- DVD cover
- Written by: Arne Olsen
- Directed by: David DeCoteau
- Starring: Tyler Hoechlin Graham Kosakoski Brody Harms Kate Todd
- Theme music composer: Joe Silva
- Country of origin: Canada
- Original language: English

Production
- Executive producers: Robert Halmi, Sr.
- Producer: Phyllis Laing
- Editor: Bruce Little
- Running time: 86 minutes
- Production company: Peace Arch Entertainment Group
- Budget: $2,000,000 (estimated)

Original release
- Network: Sci Fi Channel
- Release: June 7, 2007

= Grizzly Rage =

2007 television film by David DeCoteau

Grizzly Rage is a 2007 Canadian television horror film produced by RHI Entertainment that premiered in Canada on the video-on-demand channel Movie Central On Demand on June 7, 2007. It aired in the United States on the Sci Fi Channel on September 16, 2007. Filmed in Winnipeg, Manitoba, Grizzly Rage is the second film in the Maneater film series produced under an agreement with Syfy. Featuring a cast of four, the film focuses on a group of teenagers who struggle to survive in a restricted forest while an enraged grizzly bear hunts them relentlessly seeking retribution for killing its cub.

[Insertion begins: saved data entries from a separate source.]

//! Driver-specific device information.
//!
//! [`InfoProvider`] is a closed set of capability variants selected by the
//! bound driver name when a device record is built: VFIO-bound devices need
//! their IOMMU-group node plus the shared control node, UIO-bound devices
//! need their `/dev/uioN` node, and kernel-netdevice-bound devices need no
//! special node at all.
//!
//! Every operation is a pure function of host state at call time, and a
//! missing optional resource yields an empty result, never an error.

use tracing::warn;

use crate::sysfs::SysFs;
use crate::types::{DeviceSpec, Mount};

/// Permission mask requested for every exposed device node.
const DEVICE_PERMISSIONS: &str = "mrw";

/// Shared VFIO control node every VFIO consumer needs.
const VFIO_CONTROL_NODE: &str = "/dev/vfio/vfio";

/// Shared RDMA connection-manager node.
const RDMA_CM_NODE: &str = "/dev/infiniband/rdma_cm";

fn spec_for(path: String) -> DeviceSpec {
    DeviceSpec {
        host_path: path.clone(),
        container_path: path,
        permissions: DEVICE_PERMISSIONS.to_owned(),
    }
}

/// Driver-keyed device-info strategy.
///
/// Constructed once per device via [`InfoProvider::for_driver`]; never
/// re-dispatched per call.
#[derive(Debug, Clone)]
pub enum InfoProvider {
    /// Devices bound to `vfio-pci`.
    Vfio(SysFs),
    /// Devices bound to a userspace-I/O driver.
    Uio(SysFs),
    /// Devices owned by an ordinary kernel network driver.
    Netdev(SysFs),
}

impl InfoProvider {
    /// Select the variant matching the bound driver name.
    pub fn for_driver(driver: &str, sysfs: SysFs) -> Self {
        match driver {
            "vfio-pci" => Self::Vfio(sysfs),
            "uio_pci_generic" | "igb_uio" => Self::Uio(sysfs),
            _ => Self::Netdev(sysfs),
        }
    }

    /// Device nodes the container must be given for this device.
    ///
    /// VFIO always includes the shared control node, even when the device
    /// itself has no IOMMU group (or no address is given at all).
    pub fn device_specs(&self, pci_addr: &str) -> Vec<DeviceSpec> {
        match self {
            Self::Vfio(sysfs) => {
                let mut specs = Vec::new();
                if !pci_addr.is_empty() {
                    if let Some(group) = sysfs.iommu_group(pci_addr) {
                        specs.push(spec_for(format!("/dev/vfio/{group}")));
                    }
                }
                specs.push(spec_for(VFIO_CONTROL_NODE.to_owned()));
                specs
            }
            Self::Uio(sysfs) => match sysfs.uio_device(pci_addr) {
                Some(uio) => vec![spec_for(format!("/dev/{uio}"))],
                None => Vec::new(),
            },
            Self::Netdev(_) => Vec::new(),
        }
    }

    /// Bind mounts the container needs; none of the current variants use any.
    pub fn mounts(&self, _pci_addr: &str) -> Vec<Mount> {
        Vec::new()
    }

    /// The opaque per-device value exported to the container's environment.
    pub fn env_val(&self, pci_addr: &str) -> String {
        pci_addr.to_owned()
    }
}

/// RDMA sub-device exposure, computed independently of the driver variant
/// and merged into allocations only when the pool's selector requires RDMA.
#[derive(Debug, Clone, Default)]
pub struct RdmaSpec {
    device_specs: Vec<DeviceSpec>,
}

impl RdmaSpec {
    /// Inspect the device's RDMA capability and collect its verbs nodes.
    pub fn discover(sysfs: &SysFs, pci_addr: &str) -> Self {
        if sysfs.rdma_devices(pci_addr).is_empty() {
            return Self::default();
        }
        let verbs = sysfs.rdma_verbs_devices(pci_addr);
        if verbs.is_empty() {
            warn!(pci_addr, "rdma-capable device exposes no verbs nodes");
            return Self::default();
        }
        let mut device_specs: Vec<DeviceSpec> = verbs
            .into_iter()
            .map(|name| spec_for(format!("/dev/infiniband/{name}")))
            .collect();
        device_specs.push(spec_for(RDMA_CM_NODE.to_owned()));
        Self { device_specs }
    }

    /// Whether the device is RDMA-capable.
    pub fn is_rdma(&self) -> bool {
        !self.device_specs.is_empty()
    }

    /// RDMA device nodes to merge into the allocation.
    pub fn device_specs(&self) -> &[DeviceSpec] {
        &self.device_specs
    }
}

#[cfg(test)]
mod tests {
    use super::*;
    use crate::sysfs::fake;
    use std::fs;

    #[test]
    fn vfio_specs_with_iommu_group() {
        let tmp = tempfile::tempdir().unwrap();
        fake::add_pci_device(tmp.path(), "0000:02:00.0", "8086", "154c", "020000");
        fake::add_iommu_group(tmp.path(), "0000:02:00.0", "0");

        let provider = InfoProvider::for_driver("vfio-pci", SysFs::new(tmp.path()));
        let specs = provider.device_specs("0000:02:00.0");
        let paths: Vec<&str> = specs.iter().map(|s| s.host_path.as_str()).collect();
        assert_eq!(paths, vec!["/dev/vfio/0", "/dev/vfio/vfio"]);
        for s in &specs {
            assert_eq!(s.host_path, s.container_path);
            assert_eq!(s.permissions, "mrw");
        }
    }

    #[test]
    fn vfio_specs_empty_address_returns_control_node_only() {
        let tmp = tempfile::tempdir().unwrap();
        let provider = InfoProvider::for_driver("vfio-pci", SysFs::new(tmp.path()));
        let specs = provider.device_specs("");
        assert_eq!(specs.len(), 1);
        assert_eq!(specs[0].host_path, "/dev/vfio/vfio");
    }

    #[test]
    fn uio_specs() {
        let tmp = tempfile::tempdir().unwrap();
        fake::add_pci_device(tmp.path(), "0000:02:00.0", "8086", "154c", "020000");
        fs::create_dir_all(
            tmp.path()
                .join("sys/bus/pci/devices/0000:02:00.0/uio/uio2"),
        )
        .unwrap();

        let provider = InfoProvider::for_driver("igb_uio", SysFs::new(tmp.path()));
        let specs = provider.device_specs("0000:02:00.0");
        assert_eq!(specs.len(), 1);
        assert_eq!(specs[0].host_path, "/dev/uio2");

        // No uio node present: empty result, not an error.
        assert!(provider.device_specs("0000:ff:00.0").is_empty());
    }

    #[test]
    fn netdev_has_no_special_nodes() {
        let tmp = tempfile::tempdir().unwrap();
        let provider = InfoProvider::for_driver("i40evf", SysFs::new(tmp.path()));
        assert!(provider.device_specs("0000:02:00.0").is_empty());
        assert!(provider.mounts("0000:02:00.0").is_empty());
    }

    #[test]
    fn env_val_is_pci_address() {
        let tmp = tempfile::tempdir().unwrap();
        let provider = InfoProvider::for_driver("vfio-pci", SysFs::new(tmp.path()));
        assert_eq!(provider.env_val("00:02.0"), "00:02.0");
    }

    #[test]
    fn rdma_spec_discovery() {
        let tmp = tempfile::tempdir().unwrap();
        fake::add_pci_device(tmp.path(), "0000:05:00.1", "15b3", "1014", "020700");
        let dev = tmp.path().join("sys/bus/pci/devices/0000:05:00.1");
        fs::create_dir_all(dev.join("infiniband/mlx5_1")).unwrap();
        fs::create_dir_all(dev.join("infiniband_verbs/uverbs1")).unwrap();

        let sysfs = SysFs::new(tmp.path());
        let rdma = RdmaSpec::discover(&sysfs, "0000:05:00.1");
        assert!(rdma.is_rdma());
        let paths: Vec<&str> = rdma
            .device_specs()
            .iter()
            .map(|s| s.host_path.as_str())
            .collect();
        assert_eq!(paths, vec!["/dev/infiniband/uverbs1", "/dev/infiniband/rdma_cm"]);
    }

    #[test]
    fn non_rdma_device() {
        let tmp = tempfile::tempdir().unwrap();
        fake::add_pci_device(tmp.path(), "0000:02:00.1", "8086", "154c", "020000");
        let rdma = RdmaSpec::discover(&SysFs::new(tmp.path()), "0000:02:00.1");
        assert!(!rdma.is_rdma());
        assert!(rdma.device_specs().is_empty());
    }
}
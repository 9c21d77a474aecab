//! Protocol messages exchanged on the plugin socket.
//!
//! [`DpMessage`] is the top-level envelope for all request and response
//! variants of both protocol surfaces: the node agent's plugin registration
//! service and the device-plugin allocation service.

use serde::{Deserialize, Serialize};

use crate::error::DpError;
use crate::types::*;

/// Top-level message envelope for the plugin socket.
///
/// Each connection carries one request followed by one response, except for
/// [`DpMessage::ListAndWatch`], which leaves the connection open and streams
/// a [`DpMessage::DeviceList`] frame on every device-state change until the
/// server terminates the stream.
#[derive(Debug, Clone, Serialize, Deserialize)]
pub enum DpMessage {
    // ----- Requests --------------------------------------------------------
    /// Query plugin identity (registration surface).
    GetInfo,
    /// Push the outcome of the registration handshake (registration surface).
    NotifyRegistrationStatus(RegistrationStatus),

    /// Query plugin options (device-plugin surface).
    GetDevicePluginOptions,
    /// Open the long-lived device list stream (device-plugin surface).
    ListAndWatch,
    /// Allocate devices for one or more containers (device-plugin surface).
    Allocate(AllocateRequest),
    /// Pre-start hook; acknowledged without action (device-plugin surface).
    PreStartContainer(PreStartContainerRequest),

    // ----- Responses -------------------------------------------------------
    /// Plugin identity.
    PluginInfoResponse(PluginInfo),
    /// Registration status acknowledgment (no payload).
    RegistrationStatusAck,
    /// Plugin options.
    DevicePluginOptionsResponse(DevicePluginOptions),
    /// One device list snapshot on the `ListAndWatch` stream.
    DeviceList(ListAndWatchResponse),
    /// Allocation result.
    AllocateResponse(AllocateResponse),
    /// Pre-start acknowledgment.
    PreStartContainerAck(PreStartContainerResponse),

    /// An error occurred.
    Error(DpError),
}

impl std::fmt::Display for DpMessage {
    fn fmt(&self, f: &mut std::fmt::Formatter<'_>) -> std::fmt::Result {
        match self {
            Self::GetInfo => f.write_str("GetInfo"),
            Self::NotifyRegistrationStatus(s) => {
                write!(f, "NotifyRegistrationStatus(registered={})", s.plugin_registered)
            }
            Self::GetDevicePluginOptions => f.write_str("GetDevicePluginOptions"),
            Self::ListAndWatch => f.write_str("ListAndWatch"),
            Self::Allocate(req) => {
                write!(f, "Allocate(containers={})", req.container_requests.len())
            }
            Self::PreStartContainer(req) => {
                write!(f, "PreStartContainer(devices={})", req.devices_ids.len())
            }
            Self::PluginInfoResponse(info) => write!(f, "PluginInfo(name={})", info.name),
            Self::RegistrationStatusAck => f.write_str("RegistrationStatusAck"),
            Self::DevicePluginOptionsResponse(opts) => {
                write!(f, "DevicePluginOptions(preStart={})", opts.pre_start_required)
            }
            Self::DeviceList(resp) => write!(f, "DeviceList(count={})", resp.devices.len()),
            Self::AllocateResponse(resp) => {
                write!(f, "AllocateResponse(containers={})", resp.container_responses.len())
            }
            Self::PreStartContainerAck(_) => f.write_str("PreStartContainerAck"),
            Self::Error(e) => write!(f, "Error({})", e),
        }
    }
}

#[cfg(test)]
mod tests {
    use super::*;

    #[test]
    fn message_serde_roundtrip() {
        let msg = DpMessage::Allocate(AllocateRequest {
            container_requests: vec![ContainerAllocateRequest {
                pod_uid: "pod-1".into(),
                container_name: "ctr".into(),
                devices_ids: vec!["0000:02:00.1".into()],
            }],
        });
        let json = serde_json::to_string(&msg).expect("serialize");
        let de: DpMessage = serde_json::from_str(&json).expect("deserialize");
        assert!(matches!(de, DpMessage::Allocate(_)));
    }

    #[test]
    fn error_message_roundtrip() {
        let msg = DpMessage::Error(DpError::unknown_device("0000:02:00.1"));
        let json = serde_json::to_string(&msg).expect("serialize");
        let de: DpMessage = serde_json::from_str(&json).expect("deserialize");
        assert!(matches!(de, DpMessage::Error(DpError::DeviceUnusable { .. })));
    }

    #[test]
    fn display_formatting() {
        assert_eq!(DpMessage::GetInfo.to_string(), "GetInfo");
        assert_eq!(DpMessage::ListAndWatch.to_string(), "ListAndWatch");
        let msg = DpMessage::DeviceList(ListAndWatchResponse { devices: vec![] });
        assert_eq!(msg.to_string(), "DeviceList(count=0)");
    }
}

Grizzly Rage breaks the standard mold for many Syfy natural horror films in that the bear featured is a normal grizzly bear rather than a mutant or genetically altered animal. However, the bear and actors never appear together in the same frame, rather a man in a bear suit takes over the role when the actors must interact with the bear. Critics panned the film, feeling its plot, script, characters, and special effects were substandard.

==Plot==
Sean Stover, Ritch Petroski, Wes Harding and Lauren Findley celebrate their high school graduation by breaking into Saranac Grotto, a forest heavily marked with "No Trespassing" signs and surrounded by a tall fence. While speeding down a dirt road, they hit and kill a grizzly bear cub, sending their Jeep Cherokee into a tree and cracking the radiator. As they argue over whether they should bury the dead cub, they hear its mother coming and run. The vehicle overheats down the road, so Wes and Ritch go into the forest to find water. The grizzly bear finds and attacks Ritch. Having heard Ritch's screams to run, Wes inadvertently runs into the bear, and it attacks him. The other two arrive and rescue Wes but are unable to help Ritch. The bear kills him while the others flee to the Jeep.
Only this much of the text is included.